The road begins at the Broadway roundabout to the west of Windsor Park and running parallel to the Blackstaff River. Heading south as a dual three–lane motorway, it passes to the east of Casement Park. Running through Dunmurry and Ballyskeagh it arrives to the south of Lisburn. Traffic for Dublin leaves at junctions 7 and 8 as the motorway enters the countryside. Now heading west past Aghnatrisk it runs parallel to and then crosses the Belfast-Dublin Railway Line followed by the River Lagan before reaching Moira. Continuing west, it passes between Killaghy and Tullydagan and to the north of Lurgan and Turmoyra, across the Pound River, south of Lough Neagh, before its junction with the M12 at Craigavon. Crossing the River Bann it then enters a relatively unpopulated area. It passes south of Derryadd Lough and runs in a loop around the Annagarriff Nature Reserve before crossing the River Blackwater, skirting to the north of Tamnamore and Laghey Corner before ending at Dungannon on the A4.

==History==
The line of the M1 in Belfast had been planned for a road since 1946 as the Southern Approach Road, though there were some disagreements on the route. County planners in Armagh had also been working on plans to rebuild the then T3 trunk road which suffered from poor alignments, limited speed limits and was of failing construction, some work on which had been undertaken between 1955 and 1957. These two plans were eventually upgraded into plans for the M1 by 1958. Construction began 1957 on the first bridge and subsequently the first section of the motorway. In 1964, the Northern Ireland Government announced plans for an extensive route of motorways which saw the M1 now planned to go to Dungannon. The M1 is the only motorway in Northern Ireland completed to its full planned length.

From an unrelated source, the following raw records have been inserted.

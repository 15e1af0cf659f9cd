//! Market scan cycle.
//!
//! A cycle pulls tickers and daily candles from one exchange, runs every
//! eligible pair through the Fibonacci pipeline, folds in tracked breaks and
//! stores the resulting [`ScanResult`] for the API.

use std::sync::Arc;
use std::time::Duration;
use tokio::sync::Mutex;
use tracing::{debug, error, info};

use super::analysis;
use super::cache::Cache;
use super::fibonacci::{window_range, FibonacciAnalyzer};
use super::file_cache::FileCache;
use super::filters::{base_asset, is_stable_coin};
use super::format::{format_price, format_profit, format_volume};
use super::tracking::TrackingStore;
use crate::config::{Config, ScannerConfig};
use crate::error::Result;
use crate::sources::{BinanceClient, OkxClient};
use crate::types::{CoinData, CoinSignal, Exchange, ScanResult, ScanStats};

/// Shortest time a stored result stays servable.
const MIN_RESULT_TTL_SECS: u64 = 3600;
const MAX_RESULT_TTL_SECS: u64 = 7 * 86_400;

pub struct Scanner {
    config: ScannerConfig,
    poll_interval: Duration,
    analyzer: Arc<FibonacciAnalyzer>,
    tracking: Arc<TrackingStore>,
    binance: BinanceClient,
    okx: OkxClient,
    results: Cache<Exchange, ScanResult>,
    file_cache: Option<FileCache>,
    /// Serializes cycles so a manual refresh never overlaps the poller.
    cycle_lock: Mutex<()>,
}

impl Scanner {
    /// Create a scanner. Results persisted by a previous run are served
    /// until the first cycle completes, if they are still fresh.
    pub fn new(
        config: &Config,
        analyzer: Arc<FibonacciAnalyzer>,
        tracking: Arc<TrackingStore>,
        file_cache: Option<FileCache>,
    ) -> Arc<Self> {
        let ttl = result_ttl(config.poll_interval_secs);
        let results = Cache::new(ttl);

        if let Some(cache) = &file_cache {
            for exchange in Exchange::all() {
                if let Some(result) = cache.get::<ScanResult>(&result_key(exchange), ttl) {
                    info!(
                        "Restored {} scan with {} coins",
                        exchange,
                        result.coins.len()
                    );
                    results.set(exchange, result);
                }
            }
        }

        Arc::new(Self {
            config: config.scanner.clone(),
            poll_interval: Duration::from_secs(config.poll_interval_secs.max(1)),
            analyzer,
            tracking,
            binance: BinanceClient::new(config.binance_api_key.clone(), config.scanner.clone()),
            okx: OkxClient::new(config.okx_api_key.clone(), config.scanner.clone()),
            results,
            file_cache,
            cycle_lock: Mutex::new(()),
        })
    }

    /// Most recent result for `exchange`, if any.
    pub fn latest(&self, exchange: Exchange) -> Option<ScanResult> {
        self.results.get(&exchange)
    }

    /// Fetch, analyze and store one scan of `exchange`.
    ///
    /// On error the previously stored result is left in place.
    pub async fn run_cycle(&self, exchange: Exchange) -> Result<ScanResult> {
        let _guard = self.cycle_lock.lock().await;
        info!("Scanning {}", exchange);

        let market = match exchange {
            Exchange::Binance => self.binance.fetch_market().await?,
            Exchange::Okx => self.okx.fetch_market().await?,
        };

        let result = self.build_result(exchange, &market).await;
        info!(
            "{} scan: {} coins ({} resistance, {} support) from {} pairs",
            exchange,
            result.stats.total_coins,
            result.stats.resistance_breaks,
            result.stats.support_breaks,
            result.scanned
        );

        self.store(result.clone());
        Ok(result)
    }

    /// Run `exchange` every poll interval in the background.
    pub fn start_polling(self: Arc<Self>, exchange: Exchange) {
        let scanner = self.clone();
        tokio::spawn(async move {
            loop {
                if let Err(e) = scanner.run_cycle(exchange).await {
                    error!("{} scan failed: {}", exchange, e);
                }
                tokio::time::sleep(scanner.poll_interval).await;
            }
        });
    }

    /// Coins from `market` that carry at least one reliable signal.
    pub fn process_coins(&self, market: &[CoinData]) -> Vec<CoinSignal> {
        let mut coins: Vec<CoinSignal> = market
            .iter()
            .filter(|coin| self.is_eligible(coin))
            .filter_map(|coin| self.evaluate(coin))
            .collect();

        coins.sort_by(|a, b| {
            b.fibonacci
                .confidence
                .total_cmp(&a.fibonacci.confidence)
                .then_with(|| a.symbol.cmp(&b.symbol))
        });
        coins
    }

    async fn build_result(&self, exchange: Exchange, market: &[CoinData]) -> ScanResult {
        let scanned = market.iter().filter(|coin| self.is_eligible(coin)).count();
        let mut coins = self.process_coins(market);

        for coin in market {
            if let Some((high, low)) = window_range(&coin.candles, self.config.lookback) {
                self.tracking
                    .check_exit_conditions(&coin.ticker.symbol, high, low, coin.ticker.price)
                    .await;
            }
        }
        self.tracking.prune_missing(exchange, market).await;
        for coin in &coins {
            self.tracking.record(exchange, coin).await;
        }
        self.tracking.merge_into(exchange, &mut coins, market).await;

        let timestamp = chrono::Utc::now().timestamp_millis();
        ScanResult {
            exchange,
            stats: ScanStats::from_coins(&coins, timestamp),
            coins,
            scanned,
            timestamp,
        }
    }

    fn store(&self, result: ScanResult) {
        if let Some(cache) = &self.file_cache {
            cache.set(&result_key(result.exchange), &result);
        }
        self.results.set(result.exchange, result);
    }

    fn is_eligible(&self, coin: &CoinData) -> bool {
        if is_stable_coin(&coin.ticker.symbol) {
            return false;
        }
        if coin.candles.len() < self.config.min_candles {
            debug!(
                "Skipping {}: {} candles",
                coin.ticker.symbol,
                coin.candles.len()
            );
            return false;
        }
        true
    }

    fn evaluate(&self, coin: &CoinData) -> Option<CoinSignal> {
        let ticker = &coin.ticker;
        let (high, low) = window_range(&coin.candles, self.config.lookback)?;
        let fibonacci = self.analyzer.analyze(high, low, ticker.price);

        let primary = fibonacci.primary_signal()?;
        let target = primary.next_target();
        let potential_profit =
            target.map(|target| analysis::potential_profit(ticker.price, target.price));

        let market = analysis::analyze(&coin.candles);
        let risk_reward = match (target, market.support) {
            (Some(target), Some(stop)) => analysis::risk_reward(ticker.price, target.price, stop),
            _ => None,
        };

        Some(CoinSignal {
            symbol: ticker.symbol.clone(),
            base_asset: base_asset(&ticker.symbol),
            price: ticker.price,
            change: ticker.change,
            volume: ticker.volume,
            window_high: high,
            window_low: low,
            fibonacci,
            potential_profit,
            risk_reward,
            analysis: Some(market),
            price_display: format_price(ticker.price),
            volume_display: format_volume(ticker.volume),
            profit_display: potential_profit.map(format_profit),
            tracked: false,
        })
    }
}

/// Twice the poll interval, kept within one hour and one week.
fn result_ttl(poll_interval_secs: u64) -> Duration {
    Duration::from_secs(
        poll_interval_secs
            .saturating_mul(2)
            .clamp(MIN_RESULT_TTL_SECS, MAX_RESULT_TTL_SECS),
    )
}

fn result_key(exchange: Exchange) -> String {
    format!("scan_{}", exchange)
}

The road was constructed in stages between 1962 and 1968: Prior to the opening the RUC traffic division ran a publicity campaign to educate drivers on how to drive on a motorway. At the end of 1965 UK Transport Minister Tom Fraser and his successor Barbara Castle imposed a blanket 70 mph (113 km/h) speed limit on motorways in Great Britain, but the recently constructed Northern Ireland M1 remained free of a blanket speed limit for several years.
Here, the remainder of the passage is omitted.